Supplied entries section start

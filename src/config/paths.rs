//! Path management for RenewalVault
//!
//! ## Path Resolution Order
//!
//! 1. `RENEWAL_VAULT_DATA_DIR` environment variable (if set)
//! 2. Unix (Linux/macOS): `$XDG_CONFIG_HOME/renewal-vault` or `~/.config/renewal-vault`
//! 3. Windows: `%APPDATA%\renewal-vault`

use std::path::PathBuf;

use crate::error::RenewalError;

/// Environment variable overriding the base directory
pub const DATA_DIR_ENV: &str = "RENEWAL_VAULT_DATA_DIR";

/// Manages all paths used by RenewalVault
#[derive(Debug, Clone)]
pub struct RenewalPaths {
    base_dir: PathBuf,
}

impl RenewalPaths {
    /// Resolve the base directory from the environment
    ///
    /// # Errors
    ///
    /// Returns an error if neither the override nor a home/appdata directory
    /// can be determined.
    pub fn new() -> Result<Self, RenewalError> {
        let base_dir = match std::env::var(DATA_DIR_ENV) {
            Ok(custom) if !custom.is_empty() => PathBuf::from(custom),
            _ => resolve_default_path()?,
        };

        Ok(Self { base_dir })
    }

    /// Create RenewalPaths with a custom base directory (useful for testing)
    pub fn with_base_dir(base_dir: PathBuf) -> Self {
        Self { base_dir }
    }

    pub fn base_dir(&self) -> &PathBuf {
        &self.base_dir
    }

    /// Path to the settings file
    pub fn settings_file(&self) -> PathBuf {
        self.base_dir.join("config.json")
    }

    /// Snapshot used when the CLI is not given one explicitly
    pub fn default_snapshot(&self) -> PathBuf {
        self.base_dir.join("snapshot.json")
    }

    /// Directory report exports are written to by default
    pub fn export_dir(&self) -> PathBuf {
        self.base_dir.join("exports")
    }

    /// Ensure the base and export directories exist
    pub fn ensure_directories(&self) -> Result<(), RenewalError> {
        std::fs::create_dir_all(&self.base_dir)
            .map_err(|e| RenewalError::Io(format!("Failed to create base directory: {}", e)))?;

        std::fs::create_dir_all(self.export_dir())
            .map_err(|e| RenewalError::Io(format!("Failed to create export directory: {}", e)))?;

        Ok(())
    }

    /// Check if settings have been written
    pub fn is_initialized(&self) -> bool {
        self.settings_file().exists()
    }
}

#[cfg(not(windows))]
fn resolve_default_path() -> Result<PathBuf, RenewalError> {
    if let Ok(xdg) = std::env::var("XDG_CONFIG_HOME") {
        return Ok(PathBuf::from(xdg).join("renewal-vault"));
    }
    let home = std::env::var("HOME")
        .map_err(|_| RenewalError::Config("Could not determine HOME directory".into()))?;
    Ok(PathBuf::from(home).join(".config").join("renewal-vault"))
}

#[cfg(windows)]
fn resolve_default_path() -> Result<PathBuf, RenewalError> {
    let appdata = std::env::var("APPDATA")
        .map_err(|_| RenewalError::Config("Could not determine APPDATA directory".into()))?;
    Ok(PathBuf::from(appdata).join("renewal-vault"))
}
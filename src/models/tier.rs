//! Subscription tiers and the actions they gate

use serde::{Deserialize, Serialize};
use std::fmt;

/// Subscription level supplied by the entitlement collaborator
#[derive(Debug, Clone, Copy, PartialEq, Eq, Hash, Serialize, Deserialize, Default)]
#[serde(rename_all = "lowercase")]
pub enum SubscriptionTier {
    #[default]
    Free,
    Pro,
}

impl SubscriptionTier {
    pub fn is_pro(&self) -> bool {
        matches!(self, Self::Pro)
    }

    pub fn parse(s: &str) -> Option<Self> {
        match s.trim().to_lowercase().as_str() {
            "free" => Some(Self::Free),
            "pro" => Some(Self::Pro),
            _ => None,
        }
    }
}

impl fmt::Display for SubscriptionTier {
    fn fmt(&self, f: &mut fmt::Formatter<'_>) -> fmt::Result {
        match self {
            Self::Free => write!(f, "Free"),
            Self::Pro => write!(f, "Pro"),
        }
    }
}

/// A mutating or premium action that is checked against the tier first
#[derive(Debug, Clone, Copy, PartialEq, Eq, Hash, Serialize, Deserialize)]
#[serde(rename_all = "snake_case")]
pub enum GatedAction {
    CreateVault,
    CreateItem,
    AddAttachment,
    ExportPdf,
    AccessDashboard,
}

impl GatedAction {
    /// Whether the gate compares a usage count (as opposed to tier only)
    pub fn is_counted(&self) -> bool {
        matches!(
            self,
            Self::CreateVault | Self::CreateItem | Self::AddAttachment
        )
    }

    pub fn parse(s: &str) -> Option<Self> {
        match s.trim().to_lowercase().replace('-', "_").as_str() {
            "create_vault" | "vault" => Some(Self::CreateVault),
            "create_item" | "item" => Some(Self::CreateItem),
            "add_attachment" | "attachment" => Some(Self::AddAttachment),
            "export_pdf" | "export" => Some(Self::ExportPdf),
            "access_dashboard" | "dashboard" => Some(Self::AccessDashboard),
            _ => None,
        }
    }
}

impl fmt::Display for GatedAction {
    fn fmt(&self, f: &mut fmt::Formatter<'_>) -> fmt::Result {
        match self {
            Self::CreateVault => write!(f, "creating a vault"),
            Self::CreateItem => write!(f, "creating an item"),
            Self::AddAttachment => write!(f, "adding an attachment"),
            Self::ExportPdf => write!(f, "PDF export"),
            Self::AccessDashboard => write!(f, "the dashboard"),
        }
    }
}
//! JSON Export functionality

use std::io::Write;

use super::export_error;
use super::report::VaultReport;
use crate::error::RenewalResult;

/// Export the report to JSON
pub fn export_report_json<W: Write>(
    report: &VaultReport,
    writer: &mut W,
    pretty: bool,
) -> RenewalResult<()> {
    if pretty {
        serde_json::to_writer_pretty(writer, report)
    } else {
        serde_json::to_writer(writer, report)
    }
    .map_err(export_error)?;

    Ok(())
}
//! Time sources
//!
//! Every computation that depends on "now" takes the instant as a parameter;
//! the orchestration layer gets it from a [`Clock`] so tests and the CLI's
//! `--today` flag can pin it.

use chrono::{DateTime, NaiveDate, Utc};
use std::fmt;

use super::calendar::Calendar;

/// Abstraction over wall-clock time
pub trait Clock: Send + Sync + fmt::Debug {
    /// The current instant
    fn now(&self) -> DateTime<Utc>;
}

/// Production clock reading the system time
#[derive(Debug, Clone, Copy, Default)]
pub struct SystemClock;

impl Clock for SystemClock {
    fn now(&self) -> DateTime<Utc> {
        Utc::now()
    }
}

/// Clock pinned to a single instant
#[derive(Debug, Clone, Copy, PartialEq, Eq)]
pub struct FixedClock(DateTime<Utc>);

impl FixedClock {
    pub fn new(now: DateTime<Utc>) -> Self {
        Self(now)
    }

    /// Noon of `date` in the calendar's zone, so the calendar day is
    /// unambiguous regardless of offset
    pub fn on_day(date: NaiveDate, calendar: &Calendar) -> Self {
        let now = calendar
            .at_hour(date, 12)
            .map(|local| local.with_timezone(&Utc))
            .unwrap_or_else(|| date.and_hms_opt(12, 0, 0).unwrap_or_default().and_utc());
        Self(now)
    }
}

impl Clock for FixedClock {
    fn now(&self) -> DateTime<Utc> {
        self.0
    }
}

Supplied entries section end

## Task instructions
Across the entries, how many lines contain the word "Clone"? State that number and nothing else.

## Answer for the task
5